- [Material shown]:
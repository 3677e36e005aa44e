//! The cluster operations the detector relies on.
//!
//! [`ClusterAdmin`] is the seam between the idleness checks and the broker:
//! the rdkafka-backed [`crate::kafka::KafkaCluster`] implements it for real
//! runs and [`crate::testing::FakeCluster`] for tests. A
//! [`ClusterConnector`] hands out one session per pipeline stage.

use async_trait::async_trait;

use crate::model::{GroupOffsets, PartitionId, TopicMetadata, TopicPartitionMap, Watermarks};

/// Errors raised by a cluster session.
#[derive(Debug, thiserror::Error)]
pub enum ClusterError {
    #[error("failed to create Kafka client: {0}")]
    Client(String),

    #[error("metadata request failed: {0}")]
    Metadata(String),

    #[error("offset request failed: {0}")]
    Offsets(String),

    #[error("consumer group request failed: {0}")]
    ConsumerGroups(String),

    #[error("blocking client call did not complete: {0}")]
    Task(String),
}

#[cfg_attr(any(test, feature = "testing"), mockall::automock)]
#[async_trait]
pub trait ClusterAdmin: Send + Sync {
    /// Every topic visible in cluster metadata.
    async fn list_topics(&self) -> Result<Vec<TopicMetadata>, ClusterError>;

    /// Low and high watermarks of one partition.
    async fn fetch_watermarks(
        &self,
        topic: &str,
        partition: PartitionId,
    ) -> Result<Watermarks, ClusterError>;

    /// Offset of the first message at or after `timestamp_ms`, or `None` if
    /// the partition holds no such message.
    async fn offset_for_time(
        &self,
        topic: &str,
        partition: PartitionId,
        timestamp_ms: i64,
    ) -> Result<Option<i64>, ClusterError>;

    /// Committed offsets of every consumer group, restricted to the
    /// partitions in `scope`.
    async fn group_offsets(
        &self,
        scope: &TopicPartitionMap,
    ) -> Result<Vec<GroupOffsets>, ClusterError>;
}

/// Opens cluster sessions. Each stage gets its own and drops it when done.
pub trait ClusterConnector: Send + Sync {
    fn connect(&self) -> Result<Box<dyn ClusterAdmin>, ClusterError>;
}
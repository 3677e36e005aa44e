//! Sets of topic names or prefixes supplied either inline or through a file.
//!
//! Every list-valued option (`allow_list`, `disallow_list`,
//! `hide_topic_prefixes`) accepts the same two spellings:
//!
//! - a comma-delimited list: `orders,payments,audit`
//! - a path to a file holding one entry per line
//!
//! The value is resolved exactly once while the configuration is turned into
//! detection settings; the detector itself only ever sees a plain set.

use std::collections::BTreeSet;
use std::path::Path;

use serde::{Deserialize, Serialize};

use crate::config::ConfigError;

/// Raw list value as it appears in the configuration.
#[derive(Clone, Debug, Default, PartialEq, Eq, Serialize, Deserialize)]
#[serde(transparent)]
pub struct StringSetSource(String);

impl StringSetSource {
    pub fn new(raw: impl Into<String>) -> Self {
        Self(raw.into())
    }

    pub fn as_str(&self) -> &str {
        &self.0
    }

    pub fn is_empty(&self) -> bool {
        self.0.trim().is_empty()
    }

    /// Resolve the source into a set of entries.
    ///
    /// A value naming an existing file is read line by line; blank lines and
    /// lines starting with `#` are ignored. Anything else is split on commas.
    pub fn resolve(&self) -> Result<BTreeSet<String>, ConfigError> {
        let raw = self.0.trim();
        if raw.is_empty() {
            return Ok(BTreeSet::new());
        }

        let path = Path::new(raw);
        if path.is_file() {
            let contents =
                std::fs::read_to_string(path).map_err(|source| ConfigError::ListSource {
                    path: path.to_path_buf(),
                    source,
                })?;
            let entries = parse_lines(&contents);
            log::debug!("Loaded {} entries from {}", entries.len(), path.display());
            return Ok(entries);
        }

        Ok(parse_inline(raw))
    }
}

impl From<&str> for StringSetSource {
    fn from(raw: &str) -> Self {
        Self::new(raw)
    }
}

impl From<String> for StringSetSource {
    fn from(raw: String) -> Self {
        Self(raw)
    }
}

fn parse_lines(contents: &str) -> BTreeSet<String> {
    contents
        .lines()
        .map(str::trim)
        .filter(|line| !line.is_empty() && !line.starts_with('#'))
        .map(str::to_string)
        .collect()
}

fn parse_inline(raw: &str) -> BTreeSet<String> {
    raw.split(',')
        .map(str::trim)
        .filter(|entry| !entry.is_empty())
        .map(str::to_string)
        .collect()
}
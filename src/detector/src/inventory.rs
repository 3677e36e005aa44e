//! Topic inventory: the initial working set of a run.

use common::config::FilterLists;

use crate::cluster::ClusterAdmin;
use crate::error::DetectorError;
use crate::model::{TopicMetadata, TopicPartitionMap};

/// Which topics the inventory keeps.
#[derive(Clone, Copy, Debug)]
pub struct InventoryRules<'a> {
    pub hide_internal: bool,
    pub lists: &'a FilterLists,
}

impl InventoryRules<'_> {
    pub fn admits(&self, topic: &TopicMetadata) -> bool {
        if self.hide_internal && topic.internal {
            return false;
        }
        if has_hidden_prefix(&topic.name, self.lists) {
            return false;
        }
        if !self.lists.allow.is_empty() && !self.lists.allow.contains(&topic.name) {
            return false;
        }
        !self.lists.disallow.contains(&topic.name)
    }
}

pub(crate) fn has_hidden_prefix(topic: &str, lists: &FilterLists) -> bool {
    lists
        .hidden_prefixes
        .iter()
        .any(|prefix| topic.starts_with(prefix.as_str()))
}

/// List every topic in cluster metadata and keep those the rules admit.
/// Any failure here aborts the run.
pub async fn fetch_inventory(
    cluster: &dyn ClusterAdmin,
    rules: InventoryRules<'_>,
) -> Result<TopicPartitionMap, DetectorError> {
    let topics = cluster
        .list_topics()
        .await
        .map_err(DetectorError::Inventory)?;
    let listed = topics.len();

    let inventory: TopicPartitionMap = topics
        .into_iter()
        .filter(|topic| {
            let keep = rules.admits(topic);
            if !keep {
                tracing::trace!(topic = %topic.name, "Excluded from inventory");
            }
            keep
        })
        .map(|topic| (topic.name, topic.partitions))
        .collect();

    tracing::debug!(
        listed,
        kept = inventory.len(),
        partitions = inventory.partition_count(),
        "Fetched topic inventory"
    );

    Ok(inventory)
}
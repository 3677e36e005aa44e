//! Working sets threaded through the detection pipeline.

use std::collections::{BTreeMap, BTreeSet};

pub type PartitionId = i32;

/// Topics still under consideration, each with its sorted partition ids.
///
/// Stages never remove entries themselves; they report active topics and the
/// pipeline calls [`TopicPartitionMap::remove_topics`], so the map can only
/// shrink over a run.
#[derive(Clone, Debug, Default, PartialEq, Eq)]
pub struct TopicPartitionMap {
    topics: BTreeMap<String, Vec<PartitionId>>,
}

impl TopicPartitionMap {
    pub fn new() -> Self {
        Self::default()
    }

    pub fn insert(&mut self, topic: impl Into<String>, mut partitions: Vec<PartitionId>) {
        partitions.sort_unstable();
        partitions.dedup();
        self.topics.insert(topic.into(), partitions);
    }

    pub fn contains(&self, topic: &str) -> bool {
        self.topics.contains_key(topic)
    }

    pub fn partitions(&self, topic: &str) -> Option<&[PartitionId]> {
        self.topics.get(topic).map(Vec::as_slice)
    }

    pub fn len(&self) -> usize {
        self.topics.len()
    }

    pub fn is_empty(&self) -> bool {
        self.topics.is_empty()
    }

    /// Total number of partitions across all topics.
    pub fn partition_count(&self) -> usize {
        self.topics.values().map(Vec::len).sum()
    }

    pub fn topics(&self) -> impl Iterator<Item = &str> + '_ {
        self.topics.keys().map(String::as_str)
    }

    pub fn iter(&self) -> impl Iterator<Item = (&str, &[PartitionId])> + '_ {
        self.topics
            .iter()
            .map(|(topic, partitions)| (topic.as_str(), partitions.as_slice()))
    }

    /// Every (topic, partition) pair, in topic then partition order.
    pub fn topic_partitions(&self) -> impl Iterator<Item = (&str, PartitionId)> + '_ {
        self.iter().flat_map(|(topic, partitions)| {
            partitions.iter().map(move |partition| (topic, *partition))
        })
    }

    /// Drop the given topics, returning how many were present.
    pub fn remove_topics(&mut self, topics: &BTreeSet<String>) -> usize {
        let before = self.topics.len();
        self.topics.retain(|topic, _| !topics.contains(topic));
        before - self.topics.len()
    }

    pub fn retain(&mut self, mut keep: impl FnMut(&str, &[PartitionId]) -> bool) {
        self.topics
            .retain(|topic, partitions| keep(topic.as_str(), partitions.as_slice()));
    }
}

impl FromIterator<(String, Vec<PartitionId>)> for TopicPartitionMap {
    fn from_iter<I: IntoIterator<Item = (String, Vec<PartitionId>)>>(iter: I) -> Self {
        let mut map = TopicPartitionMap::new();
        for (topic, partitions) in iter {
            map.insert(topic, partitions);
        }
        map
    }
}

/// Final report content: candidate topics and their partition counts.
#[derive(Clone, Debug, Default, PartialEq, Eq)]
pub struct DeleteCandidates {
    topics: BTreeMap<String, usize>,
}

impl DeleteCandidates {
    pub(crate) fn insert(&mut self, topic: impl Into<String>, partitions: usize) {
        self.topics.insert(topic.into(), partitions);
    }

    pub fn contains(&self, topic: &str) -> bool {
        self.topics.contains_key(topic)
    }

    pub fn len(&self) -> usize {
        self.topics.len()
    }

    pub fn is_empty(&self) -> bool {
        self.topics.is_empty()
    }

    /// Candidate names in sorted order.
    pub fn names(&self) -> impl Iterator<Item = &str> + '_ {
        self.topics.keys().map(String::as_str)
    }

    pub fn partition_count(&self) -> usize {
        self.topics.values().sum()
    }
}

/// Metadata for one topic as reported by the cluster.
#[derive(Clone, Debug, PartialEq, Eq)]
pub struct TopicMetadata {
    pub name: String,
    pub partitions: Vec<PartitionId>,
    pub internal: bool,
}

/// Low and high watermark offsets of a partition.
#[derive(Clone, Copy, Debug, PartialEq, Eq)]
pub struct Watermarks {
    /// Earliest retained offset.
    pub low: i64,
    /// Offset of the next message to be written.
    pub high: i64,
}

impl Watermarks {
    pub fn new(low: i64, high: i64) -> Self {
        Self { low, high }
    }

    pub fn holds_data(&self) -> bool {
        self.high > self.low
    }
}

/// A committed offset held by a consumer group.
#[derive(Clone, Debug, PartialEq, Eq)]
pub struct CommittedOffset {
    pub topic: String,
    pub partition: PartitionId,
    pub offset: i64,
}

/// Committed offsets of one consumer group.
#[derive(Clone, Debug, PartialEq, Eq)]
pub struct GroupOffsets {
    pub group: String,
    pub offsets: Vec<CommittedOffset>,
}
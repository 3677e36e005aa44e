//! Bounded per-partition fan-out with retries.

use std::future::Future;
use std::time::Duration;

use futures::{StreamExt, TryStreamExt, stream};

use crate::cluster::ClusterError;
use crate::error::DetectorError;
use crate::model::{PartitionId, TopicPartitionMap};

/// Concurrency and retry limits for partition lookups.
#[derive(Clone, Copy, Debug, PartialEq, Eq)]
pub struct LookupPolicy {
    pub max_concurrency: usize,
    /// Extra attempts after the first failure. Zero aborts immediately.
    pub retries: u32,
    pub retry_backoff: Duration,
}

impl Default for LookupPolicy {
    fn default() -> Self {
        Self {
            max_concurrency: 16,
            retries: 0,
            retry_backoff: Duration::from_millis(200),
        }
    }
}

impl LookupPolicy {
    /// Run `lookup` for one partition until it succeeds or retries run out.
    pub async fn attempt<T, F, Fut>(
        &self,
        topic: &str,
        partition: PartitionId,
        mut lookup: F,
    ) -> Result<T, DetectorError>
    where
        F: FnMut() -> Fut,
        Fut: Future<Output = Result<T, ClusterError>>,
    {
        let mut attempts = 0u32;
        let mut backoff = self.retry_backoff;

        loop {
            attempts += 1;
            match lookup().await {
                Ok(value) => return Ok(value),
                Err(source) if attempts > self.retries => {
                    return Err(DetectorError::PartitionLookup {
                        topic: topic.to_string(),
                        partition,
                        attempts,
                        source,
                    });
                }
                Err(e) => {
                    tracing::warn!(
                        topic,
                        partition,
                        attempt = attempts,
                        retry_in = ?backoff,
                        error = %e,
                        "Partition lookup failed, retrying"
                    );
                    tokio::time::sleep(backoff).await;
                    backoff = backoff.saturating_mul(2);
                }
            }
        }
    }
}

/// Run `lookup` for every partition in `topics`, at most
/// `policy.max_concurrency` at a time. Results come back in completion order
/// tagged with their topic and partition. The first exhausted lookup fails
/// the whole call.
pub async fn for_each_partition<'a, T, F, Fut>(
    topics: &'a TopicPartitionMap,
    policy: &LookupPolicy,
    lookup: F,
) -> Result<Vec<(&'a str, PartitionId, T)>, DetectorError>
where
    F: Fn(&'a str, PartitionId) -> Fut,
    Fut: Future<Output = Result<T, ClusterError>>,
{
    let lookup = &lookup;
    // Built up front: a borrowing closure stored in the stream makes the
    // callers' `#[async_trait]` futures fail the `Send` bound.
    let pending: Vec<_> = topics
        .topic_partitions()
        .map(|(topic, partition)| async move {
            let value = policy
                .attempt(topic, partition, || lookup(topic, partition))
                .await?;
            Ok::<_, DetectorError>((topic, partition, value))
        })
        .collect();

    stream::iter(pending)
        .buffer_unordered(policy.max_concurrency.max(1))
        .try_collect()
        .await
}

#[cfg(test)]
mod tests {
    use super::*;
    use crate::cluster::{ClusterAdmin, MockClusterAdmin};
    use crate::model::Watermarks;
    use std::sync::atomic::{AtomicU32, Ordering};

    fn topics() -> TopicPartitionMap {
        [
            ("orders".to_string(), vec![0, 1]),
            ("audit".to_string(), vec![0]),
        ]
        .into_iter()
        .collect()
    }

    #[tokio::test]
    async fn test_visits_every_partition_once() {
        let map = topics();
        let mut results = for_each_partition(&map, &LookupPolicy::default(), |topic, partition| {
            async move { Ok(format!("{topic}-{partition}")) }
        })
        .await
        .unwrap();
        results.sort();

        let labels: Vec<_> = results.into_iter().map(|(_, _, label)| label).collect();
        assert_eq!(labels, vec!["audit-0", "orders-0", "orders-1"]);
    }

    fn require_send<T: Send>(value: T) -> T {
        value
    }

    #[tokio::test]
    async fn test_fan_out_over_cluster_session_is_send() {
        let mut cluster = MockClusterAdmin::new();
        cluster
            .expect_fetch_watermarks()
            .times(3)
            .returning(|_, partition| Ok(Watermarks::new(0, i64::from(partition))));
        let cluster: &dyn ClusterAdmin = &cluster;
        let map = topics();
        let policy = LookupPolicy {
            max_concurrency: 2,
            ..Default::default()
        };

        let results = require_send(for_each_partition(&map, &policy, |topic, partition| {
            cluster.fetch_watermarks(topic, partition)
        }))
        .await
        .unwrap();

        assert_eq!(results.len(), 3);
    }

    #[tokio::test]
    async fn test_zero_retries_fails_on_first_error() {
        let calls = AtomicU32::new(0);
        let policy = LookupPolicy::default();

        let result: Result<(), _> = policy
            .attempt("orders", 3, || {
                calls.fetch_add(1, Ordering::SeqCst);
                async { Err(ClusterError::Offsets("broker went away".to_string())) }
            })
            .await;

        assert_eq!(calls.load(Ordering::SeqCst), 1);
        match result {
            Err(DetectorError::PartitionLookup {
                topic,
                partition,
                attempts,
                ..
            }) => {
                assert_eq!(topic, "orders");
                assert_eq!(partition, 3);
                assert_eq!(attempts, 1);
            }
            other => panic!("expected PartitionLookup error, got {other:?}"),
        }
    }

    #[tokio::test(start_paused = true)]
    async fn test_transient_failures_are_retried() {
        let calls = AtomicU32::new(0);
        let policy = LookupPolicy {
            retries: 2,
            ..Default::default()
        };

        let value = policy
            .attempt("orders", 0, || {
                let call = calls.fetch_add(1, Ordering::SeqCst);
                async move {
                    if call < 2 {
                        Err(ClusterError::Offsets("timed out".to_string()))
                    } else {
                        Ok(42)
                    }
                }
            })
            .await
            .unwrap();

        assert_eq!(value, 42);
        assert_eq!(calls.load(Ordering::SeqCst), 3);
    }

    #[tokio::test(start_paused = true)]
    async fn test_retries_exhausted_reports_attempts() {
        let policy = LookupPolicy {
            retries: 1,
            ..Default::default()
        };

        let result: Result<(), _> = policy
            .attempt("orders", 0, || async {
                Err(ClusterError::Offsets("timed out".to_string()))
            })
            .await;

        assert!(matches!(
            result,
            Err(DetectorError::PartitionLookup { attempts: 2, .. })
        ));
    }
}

- [Exercise details]:
The lines to extract from the data above begin with the line containing "- a comma-delimited" and end with the line containing "split on commas.". Extract them exactly, including both.

- [Answer space]:
//! - a comma-delimited list: `orders,payments,audit`
//! - a path to a file holding one entry per line
//!
//! The value is resolved exactly once while the configuration is turned into
//! detection settings; the detector itself only ever sees a plain set.

use std::collections::BTreeSet;
use std::path::Path;

use serde::{Deserialize, Serialize};

use crate::config::ConfigError;

/// Raw list value as it appears in the configuration.
#[derive(Clone, Debug, Default, PartialEq, Eq, Serialize, Deserialize)]
#[serde(transparent)]
pub struct StringSetSource(String);

impl StringSetSource {
    pub fn new(raw: impl Into<String>) -> Self {
        Self(raw.into())
    }

    pub fn as_str(&self) -> &str {
        &self.0
    }

    pub fn is_empty(&self) -> bool {
        self.0.trim().is_empty()
    }

    /// Resolve the source into a set of entries.
    ///
    /// A value naming an existing file is read line by line; blank lines and
    /// lines starting with `#` are ignored. Anything else is split on commas.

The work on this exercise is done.